O artigo original da ComicBook.com lista cinco obras que, segundo os críticos, possuem todas as condições para seguir esse rumo:
- Possessor (2020) – mistura de horror, sci‑fi e thriller psicológico, dirigido por Brandon Cronenberg, filho de David Cronenberg.
- Doctor Sleep (2019) – continuação de The Shining, dirigida por Mike Flanagan e baseada em Stephen King.
- Watcher (2022) – thriller de stalking que lembra It Follows e Longlegs.
- Malignant (2021) – obra de James Wan com reviravolta inesperada.
- Companion (2025) – híbrido de sci‑fi e horror que explora a relação entre humanos e robôs.
Como chegamos aqui?
Para entender por que esses títulos podem alcançar status de culto, é preciso analisar três fatores críticos:
- Originalidade narrativa: Cada filme traz uma premissa única — de assassinos que habitam corpos alheios a robôs que desenvolvem consciência — que foge do óbvio e gera discussões nas comunidades online.
- Performance de crítica: Apesar de não terem arrecadado cifras de blockbuster, todos receberam avaliações positivas, o que cria um núcleo de fãs que defende a obra.
- Potencial de re‑watch: Filmes com reviravoltas (como Malignant) ou atmosferas densas (como Possessor) tendem a ser revisitados, especialmente em maratonas de horror.
No Brasil, o cenário de horror underground tem ganhado força nas redes sociais, com canais no YouTube e podcasts dedicados a análises detalhadas. Isso aumenta a probabilidade de que títulos menos conhecidos encontrem seu nicho, gerando memes, fan‑arts e discussões que perpetuam a obra.
O que vem depois?
Se esses filmes realmente conquistarem o público brasileiro, podemos esperar alguns desdobramentos:
- Eventos de culto: Maratonas temáticas em convenções como a CCXP, com sessões de meia‑noite e debates ao vivo.
- Influência em novos projetos: Diretores independentes podem se inspirar nas estéticas de Possessor ou nas reviravoltas de Malignant para criar obras próprias.
- Merchandising nichado: figuras de ação, camisetas e posters de edição limitada podem surgir à medida que a demanda aumenta.
Além disso, a presença de nomes reconhecidos — como James Wan e Mike Flanagan — oferece uma ponte para que o público descubra esses títulos ao procurar por obras anteriores desses diretores.

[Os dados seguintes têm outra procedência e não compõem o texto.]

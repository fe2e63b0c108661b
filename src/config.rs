use anyhow::{Context, Result};
use directories::ProjectDirs;
use once_cell::sync::Lazy;
use phenomatch_core::{ranking::DEFAULT_LIMIT, CutoffPolicy, LinkLayout, RankOptions};
use serde::{Deserialize, Serialize};
use std::path::{Path, PathBuf};

pub static CONFIG_PATH: Lazy<PathBuf> = Lazy::new(|| {
    if let Some(path) = option_env!("PHENOMATCH_CONFIG_PATH") {
        return PathBuf::from(path);
    }
    ProjectDirs::from("net", "humanphenotypes", "phenomatch")
        .map(|dirs| dirs.config_dir().join("config.toml"))
        .unwrap_or_else(|| PathBuf::from("phenomatch.toml"))
});

/// External face analysis command. Receives a PNG on stdin, answers JSON on stdout.
#[derive(Debug, Clone, Default, PartialEq, Serialize, Deserialize)]
#[serde(default)]
pub struct AnalyzerConfig {
    pub program: String,
    pub args: Vec<String>,
}

#[derive(Debug, Clone, PartialEq, Serialize, Deserialize)]
#[serde(default)]
pub struct Config {
    pub catalog: PathBuf,
    pub auto_accept_confidence: f32,
    pub top_n: usize,
    pub cutoff: CutoffPolicy,
    pub analyzer: AnalyzerConfig,
    pub links: LinkLayout,
}

impl Default for Config {
    fn default() -> Self {
        Self {
            catalog: PathBuf::from("list.json"),
            auto_accept_confidence: 0.5,
            top_n: DEFAULT_LIMIT,
            cutoff: CutoffPolicy::Items,
            analyzer: AnalyzerConfig::default(),
            links: LinkLayout::default(),
        }
    }
}

impl Config {
    pub fn rank_options(&self) -> RankOptions {
        RankOptions {
            limit: self.top_n,
            cutoff: self.cutoff,
        }
    }
}

pub fn load_config(path: Option<&Path>) -> Result<Config> {
    let path = path.unwrap_or(&CONFIG_PATH);
    if !path.exists() {
        return Ok(Config::default());
    }
    let raw = std::fs::read_to_string(path)
        .with_context(|| format!("reading config at {}", path.display()))?;
    toml::from_str(&raw).with_context(|| format!("parsing config {}", path.display()))
}

pub fn save_config(cfg: &Config, path: Option<&Path>) -> Result<()> {
    let path = path.unwrap_or(&CONFIG_PATH);
    let data = toml::to_string_pretty(cfg)?;
    if let Some(parent) = path.parent() {
        std::fs::create_dir_all(parent)?;
    }
    std::fs::write(path, data)?;
    Ok(())
}

#[cfg(test)]
mod tests {
    use super::*;

    #[test]
    fn test_missing_file_is_default() {
        let dir = tempfile::tempdir().unwrap();
        let cfg = load_config(Some(&dir.path().join("nope.toml"))).unwrap();
        assert_eq!(cfg, Config::default());
    }

    #[test]
    fn test_partial_file() {
        let dir = tempfile::tempdir().unwrap();
        let path = dir.path().join("config.toml");
        std::fs::write(
            &path,
            "top_n = 5\ncutoff = \"groups\"\n\n[analyzer]\nprogram = \"face-model\"\n\n[links]\nprimary_dir = \"core\"\n",
        )
        .unwrap();
        let cfg = load_config(Some(&path)).unwrap();
        assert_eq!(cfg.top_n, 5);
        assert_eq!(cfg.cutoff, CutoffPolicy::Groups);
        assert_eq!(cfg.analyzer.program, "face-model");
        assert!(cfg.analyzer.args.is_empty());
        assert_eq!(cfg.links.primary_dir, "core");
        assert_eq!(cfg.links.image_root, "faces_lowres");
        assert_eq!(cfg.auto_accept_confidence, 0.5);
    }

    #[test]
    fn test_save_then_load() {
        let dir = tempfile::tempdir().unwrap();
        let path = dir.path().join("nested/config.toml");
        let mut cfg = Config::default();
        cfg.catalog = PathBuf::from("/srv/phenotypes/list.json");
        cfg.analyzer.args = vec!["--model".into(), "ssd".into()];
        save_config(&cfg, Some(&path)).unwrap();
        assert_eq!(load_config(Some(&path)).unwrap(), cfg);
    }
}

A curiosidade gerada por trailers enigmáticos e críticas elogiosas costuma impulsionar a descoberta nas plataformas de streaming, onde a maioria desses filmes está disponível.
Para ficar no radar
Os fãs que desejam acompanhar a evolução desses potenciais cult classics podem começar assistindo aos filmes em ordem cronológica de lançamento, observando como cada obra evolui em termos de estilo e temática. Acompanhar fóruns como o Reddit r/horror e grupos de Facebook dedicados ao cinema de terror pode revelar insights exclusivos, como teorias de fãs e análises de cenas ocultas.
Em resumo, a combinação de originalidade, crítica favorável e um público brasileiro cada vez mais ávido por descobertas garante que Possessor, Doctor Sleep, Watcher, Malignant e Companion estejam bem posicionados para entrar no hall dos cult classics nos próximos anos.